Im Gegenzug existierten die Zombies außerhalb des Gesetzes und der Wirtschaft. Sie konnten gehen, wohin sie wollten. Die Lebenden gingen an den Toten vorbei, ohne sie zu sehen.

Die Augen der Lebenden waren dunkel und nicht sichtbar. Die der Stadt- Zombies waren hell und nackt. Durch die Brillengläser der Lebenden war die Stadt schöner. Die Sonne schien ewig an einem übernatürlich blauen Himmel. Pfeile zeigten den Trägern der Smartglasses, wohin sie gehen, wie schnell sie fahren und wann sie abbiegen sollten. Die Lebenden konnten ihre Freunde sehen, deren Gesichter einen Teil der Straßenansicht verdeckten, und sie konnten mit ihnen sprechen und sich darauf verlassen, dass die Verbindung zum Netz der Dinge sie davor bewahrte, mit anderen Menschen zusammenzustoßen oder gegen einen Laternenpfahl zu laufen.

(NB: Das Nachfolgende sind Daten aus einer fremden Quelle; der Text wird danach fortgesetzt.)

use crate::{
    data::geojson::LocationFeature,
    input::events::KeyCode,
    search::SearchBox,
};
use egui::{Key, Ui};

/// Keys the hint list reacts to, in egui terms
const NAV_KEYS: [(Key, KeyCode); 4] = [
    (Key::ArrowUp, KeyCode::ArrowUp),
    (Key::ArrowDown, KeyCode::ArrowDown),
    (Key::Enter, KeyCode::Enter),
    (Key::Escape, KeyCode::Escape),
];

/// Search input with its hint list.
///
/// `candidates` is the category-filtered location list. Returns the feature
/// the user committed this frame, by keyboard or by clicking a hint.
pub fn search_box_ui(
    ui: &mut Ui,
    search: &mut SearchBox,
    candidates: &[LocationFeature],
) -> Option<LocationFeature> {
    let mut text = search.term().to_string();
    let output = egui::TextEdit::singleline(&mut text)
        .hint_text("Search locations")
        .desired_width(f32::INFINITY)
        .show(ui);
    let response = &output.response;

    if response.changed() {
        search.set_term(text.clone());
    }

    if response.gained_focus() && search.focus() {
        let mut state = output.state.clone();
        let len = text.chars().count();
        state.set_ccursor_range(Some(egui::text::CCursorRange::two(
            egui::text::CCursor::new(0),
            egui::text::CCursor::new(len),
        )));
        state.store(ui.ctx(), response.id);
    }

    let mut chosen = None;

    // Enter surrenders focus in a single-line edit, so accept it on that frame too
    if response.has_focus() || response.lost_focus() {
        for (key, code) in NAV_KEYS {
            if ui.input_mut(|i| i.consume_key(egui::Modifiers::NONE, key)) {
                if let Some(feature) = search.handle_key(code, candidates) {
                    chosen = Some(feature);
                }
            }
        }
    }

    let hints = search.hints(candidates);
    if !hints.is_empty() {
        let mut clicked = None;
        egui::Frame::popup(ui.style()).show(ui, |ui| {
            egui::ScrollArea::vertical()
                .max_height(240.0)
                .show(ui, |ui| {
                    for (index, hint) in hints.iter().enumerate() {
                        let highlighted = search.highlighted() == Some(index);
                        if ui.selectable_label(highlighted, hint.name()).clicked() {
                            clicked = Some((*hint).clone());
                        }
                    }
                });
        });
        if let Some(feature) = clicked {
            search.commit(&feature);
            chosen = Some(feature);
        }
    }

    chosen
}
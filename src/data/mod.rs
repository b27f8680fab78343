pub mod category;
pub mod geojson;
pub mod loader;
pub mod source;

pub use category::{Category, CategoryFilter, CategoryMatch, CategoryTree};
pub use geojson::{LocationCollection, LocationFeature, LocationProperties, PointGeometry};
pub use loader::{fetch_map_data, DataLoader, LoadState, MapData};
pub use source::{DataSource, HttpDataSource, MemoryDataSource, Resource};
#[cfg(feature = "tokio-runtime")]
pub use source::FileDataSource;
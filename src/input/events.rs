use crate::core::geo::Point;
use serde::{Deserialize, Serialize};

/// Input events the map canvas and the search box react to.
///
/// Positions are container-relative pixels, the same space
/// [`crate::core::viewport::Viewport::lat_lng_to_pixel`] produces.
#[derive(Debug, Clone, PartialEq, Serialize, Deserialize)]
pub enum InputEvent {
    /// Single click/tap
    Click { position: Point },
    /// Drag in progress
    Drag { delta: Point },
    /// Scroll wheel or pinch zoom, positive zooms in
    Scroll { delta: f64, position: Point },
    /// Keyboard input
    KeyPress { key: KeyCode },
    /// Canvas resize
    Resize { size: Point },
}

/// Keyboard key codes
#[derive(Debug, Clone, Copy, PartialEq, Eq, Hash, Serialize, Deserialize)]
pub enum KeyCode {
    ArrowUp,
    ArrowDown,
    Enter,
    Escape,
    Plus,
    Minus,
}
use crate::core::geo::LatLng;
use serde::{Deserialize, Serialize};

/// Geometry of a location. Only single points are supported.
#[derive(Debug, Clone, PartialEq, Serialize, Deserialize)]
#[serde(tag = "type")]
pub enum PointGeometry {
    /// `coordinates` is `[longitude, latitude]`
    Point { coordinates: [f64; 2] },
}

impl PointGeometry {
    pub fn point(lng: f64, lat: f64) -> Self {
        Self::Point {
            coordinates: [lng, lat],
        }
    }

    /// Wire-order `[longitude, latitude]`
    pub fn coordinates(&self) -> [f64; 2] {
        match self {
            Self::Point { coordinates } => *coordinates,
        }
    }

    /// Transposed into the map's `[latitude, longitude]` order
    pub fn to_lat_lng(&self) -> LatLng {
        LatLng::from_lng_lat(self.coordinates())
    }
}

/// Display metadata and classification of a location
#[derive(Debug, Clone, Default, PartialEq, Eq, Serialize, Deserialize)]
pub struct LocationProperties {
    pub id: String,
    pub name: String,
    /// Id of the single category this location belongs to
    pub category: String,
    #[serde(default)]
    pub description: String,
    #[serde(default)]
    pub address: String,
    #[serde(default)]
    pub phone: String,
    #[serde(default)]
    pub website: String,
    /// External map link
    #[serde(default)]
    pub glink: String,
}

fn feature_type() -> String {
    "Feature".to_string()
}

fn collection_type() -> String {
    "FeatureCollection".to_string()
}

/// A single point of interest, GeoJSON-shaped
#[derive(Debug, Clone, PartialEq, Serialize, Deserialize)]
pub struct LocationFeature {
    #[serde(rename = "type", default = "feature_type")]
    pub kind: String,
    pub geometry: PointGeometry,
    pub properties: LocationProperties,
}

impl LocationFeature {
    pub fn new(properties: LocationProperties, lng: f64, lat: f64) -> Self {
        Self {
            kind: feature_type(),
            geometry: PointGeometry::point(lng, lat),
            properties,
        }
    }

    pub fn id(&self) -> &str {
        &self.properties.id
    }

    pub fn name(&self) -> &str {
        &self.properties.name
    }

    pub fn category(&self) -> &str {
        &self.properties.category
    }

    /// Map position, already transposed to `[latitude, longitude]`
    pub fn position(&self) -> LatLng {
        self.geometry.to_lat_lng()
    }

    pub fn description(&self) -> Option<&str> {
        non_empty(&self.properties.description)
    }

    pub fn address(&self) -> Option<&str> {
        non_empty(&self.properties.address)
    }

    pub fn phone(&self) -> Option<&str> {
        non_empty(&self.properties.phone)
    }

    pub fn website(&self) -> Option<&str> {
        non_empty(&self.properties.website)
    }

    pub fn glink(&self) -> Option<&str> {
        non_empty(&self.properties.glink)
    }
}

fn non_empty(value: &str) -> Option<&str> {
    let trimmed = value.trim();
    if trimmed.is_empty() {
        None
    } else {
        Some(trimmed)
    }
}

/// Root object returned by the locations endpoint
#[derive(Debug, Clone, PartialEq, Serialize, Deserialize)]
pub struct LocationCollection {
    #[serde(rename = "type", default = "collection_type")]
    pub kind: String,
    pub features: Vec<LocationFeature>,
}

impl LocationCollection {
    pub fn new(features: Vec<LocationFeature>) -> Self {
        Self {
            kind: collection_type(),
            features,
        }
    }

    /// Parses the raw JSON body of the locations endpoint
    pub fn from_json_str(geojson_str: &str) -> crate::Result<Self> {
        let collection: LocationCollection = serde_json::from_str(geojson_str)
            .map_err(|e| crate::Error::ParseError(format!("Invalid GeoJSON: {}", e)))?;

        if collection.kind != "FeatureCollection" {
            return Err(crate::Error::ParseError(format!(
                "expected a FeatureCollection, got {}",
                collection.kind
            )));
        }

        Ok(collection)
    }

    pub fn len(&self) -> usize {
        self.features.len()
    }

    pub fn is_empty(&self) -> bool {
        self.features.is_empty()
    }

    /// First feature with the given id
    pub fn find(&self, id: &str) -> Option<&LocationFeature> {
        self.features.iter().find(|f| f.id() == id)
    }
}

impl Default for LocationCollection {
    fn default() -> Self {
        Self::new(Vec::new())
    }
}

Naïla erinnerte sich lebhaft daran. Noch gestern war das ihre eigene Realität gewesen. Jetzt war sie außen vor, und sie fragte sich, wer die wahren Zombies waren.

Die Bürger marschierten in geraden Linien in der Mitte der Bürgersteige, getrennt durch Abstände, die so berechnet waren, dass sie fast vollkommen sicher waren.